Data for the task
use std::collections::HashMap;
use std::time::{Duration, Instant};

use parking_lot::Mutex;
use tracing::{trace, warn};

use crate::{LockError, RecordLockManager, SessionId};

/// Process-wide table of concurrent-view locks, shared by all sessions.
pub struct MemoryRecordLockManager {
    records: Mutex<HashMap<String, HashMap<SessionId, Instant>>>,
    /// Locks older than this are dropped before a record is locked again.
    max_age: Option<Duration>,
}

impl MemoryRecordLockManager {
    pub fn new() -> Self {
        Self {
            records: Mutex::new(HashMap::new()),
            max_age: None,
        }
    }

    /// Lock table whose locks expire after `max_age`.
    pub fn with_max_age(max_age: Duration) -> Self {
        Self {
            max_age: Some(max_age),
            ..Self::new()
        }
    }

    pub fn lock_count(&self, record_identifier: &str) -> usize {
        self.records
            .lock()
            .get(record_identifier)
            .map_or(0, HashMap::len)
    }

    pub fn holds_lock(&self, record_identifier: &str, session: SessionId) -> bool {
        self.records
            .lock()
            .get(record_identifier)
            .is_some_and(|locks| locks.contains_key(&session))
    }

    /// Removes locks older than `max_age`, for sessions that went away
    /// without releasing them. Returns the number of removed locks.
    pub fn remove_old_locks(&self, max_age: Duration) -> usize {
        let mut records = self.records.lock();
        let mut count = 0;
        for locks in records.values_mut() {
            let before = locks.len();
            locks.retain(|_, created| created.elapsed() <= max_age);
            count += before - locks.len();
        }
        records.retain(|_, locks| !locks.is_empty());
        if count > 0 {
            warn!(count, "removed expired record locks");
        }
        count
    }
}

impl Default for MemoryRecordLockManager {
    fn default() -> Self {
        Self::new()
    }
}

impl RecordLockManager for MemoryRecordLockManager {
    fn remove_lock(&self, record_identifier: &str, session: SessionId) -> bool {
        let mut records = self.records.lock();
        let Some(locks) = records.get_mut(record_identifier) else {
            return false;
        };
        let removed = locks.remove(&session).is_some();
        if locks.is_empty() {
            records.remove(record_identifier);
        }
        if removed {
            trace!(record = record_identifier, %session, "removed record lock");
        }
        removed
    }

    fn remove_all_locks_except(&self, session: SessionId, keep: &str) -> usize {
        let mut records = self.records.lock();
        let mut count = 0;
        for (record, locks) in records.iter_mut() {
            if record == keep {
                continue;
            }
            if locks.remove(&session).is_some() {
                count += 1;
            }
        }
        records.retain(|_, locks| !locks.is_empty());
        count
    }

    fn acquire_lock(
        &self,
        record_identifier: &str,
        session: SessionId,
        limit: u32,
    ) -> Result<(), LockError> {
        let mut records = self.records.lock();
        if let Some(locks) = records.get_mut(record_identifier) {
            if let Some(max_age) = self.max_age {
                let before = locks.len();
                locks.retain(|_, created| created.elapsed() <= max_age);
                if locks.len() < before {
                    warn!(
                        record = record_identifier,
                        count = before - locks.len(),
                        "removed expired record locks"
                    );
                }
            }
            trace!(
                record = record_identifier,
                count = locks.len(),
                "record is currently locked"
            );
            if let Some(created) = locks.get_mut(&session) {
                *created = Instant::now();
                return Ok(());
            }
        }

        let held = records.get(record_identifier).map_or(0, HashMap::len);
        if held >= limit as usize {
            if held == 0 {
                records.remove(record_identifier);
            }
            return Err(LockError::CapacityExceeded {
                identifier: record_identifier.to_string(),
                limit,
            });
        }
        records
            .entry(record_identifier.to_string())
            .or_default()
            .insert(session, Instant::now());
        trace!(record = record_identifier, %session, "added record lock");
        Ok(())
    }
}
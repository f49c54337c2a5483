use std::collections::HashMap;
use std::sync::Arc;

use folio_core::{SessionId, ViewerConfig};
use parking_lot::Mutex;
use tracing::debug;
use uuid::Uuid;

use crate::{ActiveDocument, Collaborators};

/// Active documents keyed by session.
pub struct SessionRegistry {
    collaborators: Collaborators,
    config: Arc<ViewerConfig>,
    sessions: Mutex<HashMap<SessionId, Arc<ActiveDocument>>>,
}

impl SessionRegistry {
    pub fn new(collaborators: Collaborators, config: Arc<ViewerConfig>) -> Self {
        Self {
            collaborators,
            config,
            sessions: Mutex::new(HashMap::new()),
        }
    }

    /// Starts a new session with an empty document.
    pub fn open_session(&self) -> (SessionId, Arc<ActiveDocument>) {
        let session = Uuid::new_v4();
        let document = self.document(session);
        debug!(%session, "session opened");
        (session, document)
    }

    /// Document of `session`, created on first use.
    pub fn document(&self, session: SessionId) -> Arc<ActiveDocument> {
        let mut sessions = self.sessions.lock();
        let document = sessions.entry(session).or_insert_with(|| {
            Arc::new(ActiveDocument::new(
                self.collaborators.clone(),
                Arc::clone(&self.config),
                Some(session),
            ))
        });
        Arc::clone(document)
    }

    pub fn get(&self, session: SessionId) -> Option<Arc<ActiveDocument>> {
        self.sessions.lock().get(&session).cloned()
    }

    /// Drops the session and releases the lock its document holds.
    pub fn end_session(&self, session: SessionId) -> bool {
        let removed = self.sessions.lock().remove(&session);
        match removed {
            Some(document) => {
                document.reset();
                debug!(%session, "session ended");
                true
            }
            None => false,
        }
    }

    pub fn len(&self) -> usize {
        self.sessions.lock().len()
    }

    pub fn is_empty(&self) -> bool {
        self.len() == 0
    }
}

Problem to solve
The full listing, top to bottom: write it out again exactly.

Response for this exercise
use std::collections::HashMap;
use std::time::{Duration, Instant};

use parking_lot::Mutex;
use tracing::{trace, warn};

use crate::{LockError, RecordLockManager, SessionId};

/// Process-wide table of concurrent-view locks, shared by all sessions.
pub struct MemoryRecordLockManager {
    records: Mutex<HashMap<String, HashMap<SessionId, Instant>>>,
    /// Locks older than this are dropped before a record is locked again.
    max_age: Option<Duration>,
}

impl MemoryRecordLockManager {
    pub fn new() -> Self {
        Self {
            records: Mutex::new(HashMap::new()),
            max_age: None,
        }
    }

    /// Lock table whose locks expire after `max_age`.
    pub fn with_max_age(max_age: Duration) -> Self {
        Self {
            max_age: Some(max_age),
            ..Self::new()
        }
    }

    pub fn lock_count(&self, record_identifier: &str) -> usize {
        self.records
            .lock()
            .get(record_identifier)
            .map_or(0, HashMap::len)
    }

    pub fn holds_lock(&self, record_identifier: &str, session: SessionId) -> bool {
        self.records
            .lock()
            .get(record_identifier)
            .is_some_and(|locks| locks.contains_key(&session))
    }

    /// Removes locks older than `max_age`, for sessions that went away
    /// without releasing them. Returns the number of removed locks.
    pub fn remove_old_locks(&self, max_age: Duration) -> usize {
        let mut records = self.records.lock();
        let mut count = 0;
        for locks in records.values_mut() {
            let before = locks.len();
            locks.retain(|_, created| created.elapsed() <= max_age);
            count += before - locks.len();
        }
        records.retain(|_, locks| !locks.is_empty());
        if count > 0 {
            warn!(count, "removed expired record locks");
        }
        count
    }
}

impl Default for MemoryRecordLockManager {
    fn default() -> Self {
        Self::new()
    }
}

impl RecordLockManager for MemoryRecordLockManager {
    fn remove_lock(&self, record_identifier: &str, session: SessionId) -> bool {
        let mut records = self.records.lock();
        let Some(locks) = records.get_mut(record_identifier) else {
            return false;
        };
        let removed = locks.remove(&session).is_some();
        if locks.is_empty() {
            records.remove(record_identifier);
        }
        if removed {
            trace!(record = record_identifier, %session, "removed record lock");
        }
        removed
    }

    fn remove_all_locks_except(&self, session: SessionId, keep: &str) -> usize {
        let mut records = self.records.lock();
        let mut count = 0;
        for (record, locks) in records.iter_mut() {
            if record == keep {
                continue;
            }
            if locks.remove(&session).is_some() {
                count += 1;
            }
        }
        records.retain(|_, locks| !locks.is_empty());
        count
    }

    fn acquire_lock(
        &self,
        record_identifier: &str,
        session: SessionId,
        limit: u32,
    ) -> Result<(), LockError> {
        let mut records = self.records.lock();
        if let Some(locks) = records.get_mut(record_identifier) {
            if let Some(max_age) = self.max_age {
                let before = locks.len();
                locks.retain(|_, created| created.elapsed() <= max_age);
                if locks.len() < before {
                    warn!(
                        record = record_identifier,
                        count = before - locks.len(),
                        "removed expired record locks"
                    );
                }
            }
            trace!(
                record = record_identifier,
                count = locks.len(),
                "record is currently locked"
            );
            if let Some(created) = locks.get_mut(&session) {
                *created = Instant::now();
                return Ok(());
            }
        }

        let held = records.get(record_identifier).map_or(0, HashMap::len);
        if held >= limit as usize {
            if held == 0 {
                records.remove(record_identifier);
            }
            return Err(LockError::CapacityExceeded {
                identifier: record_identifier.to_string(),
                limit,
            });
        }
        records
            .entry(record_identifier.to_string())
            .or_default()
            .insert(session, Instant::now());
        trace!(record = record_identifier, %session, "added record lock");
        Ok(())
    }
}
repository f49c54337c2a5483
use std::collections::HashMap;
use std::sync::Arc;

use folio_core::{SessionId, ViewerConfig};
use parking_lot::Mutex;
use tracing::debug;
use uuid::Uuid;

use crate::{ActiveDocument, Collaborators};

/// Active documents keyed by session.
pub struct SessionRegistry {
    collaborators: Collaborators,
    config: Arc<ViewerConfig>,
    sessions: Mutex<HashMap<SessionId, Arc<ActiveDocument>>>,
}

impl SessionRegistry {
    pub fn new(collaborators: Collaborators, config: Arc<ViewerConfig>) -> Self {
        Self {
            collaborators,
            config,
            sessions: Mutex::new(HashMap::new()),
        }
    }

    /// Starts a new session with an empty document.
    pub fn open_session(&self) -> (SessionId, Arc<ActiveDocument>) {
        let session = Uuid::new_v4();
        let document = self.document(session);
        debug!(%session, "session opened");
        (session, document)
    }

    /// Document of `session`, created on first use.
    pub fn document(&self, session: SessionId) -> Arc<ActiveDocument> {
        let mut sessions = self.sessions.lock();
        let document = sessions.entry(session).or_insert_with(|| {
            Arc::new(ActiveDocument::new(
                self.collaborators.clone(),
                Arc::clone(&self.config),
                Some(session),
            ))
        });
        Arc::clone(document)
    }

    pub fn get(&self, session: SessionId) -> Option<Arc<ActiveDocument>> {
        self.sessions.lock().get(&session).cloned()
    }

    /// Drops the session and releases the lock its document holds.
    pub fn end_session(&self, session: SessionId) -> bool {
        let removed = self.sessions.lock().remove(&session);
        match removed {
            Some(document) => {
                document.reset();
                debug!(%session, "session ended");
                true
            }
            None => false,
        }
    }

    pub fn len(&self) -> usize {
        self.sessions.lock().len()
    }

    pub fn is_empty(&self) -> bool {
        self.len() == 0
    }
}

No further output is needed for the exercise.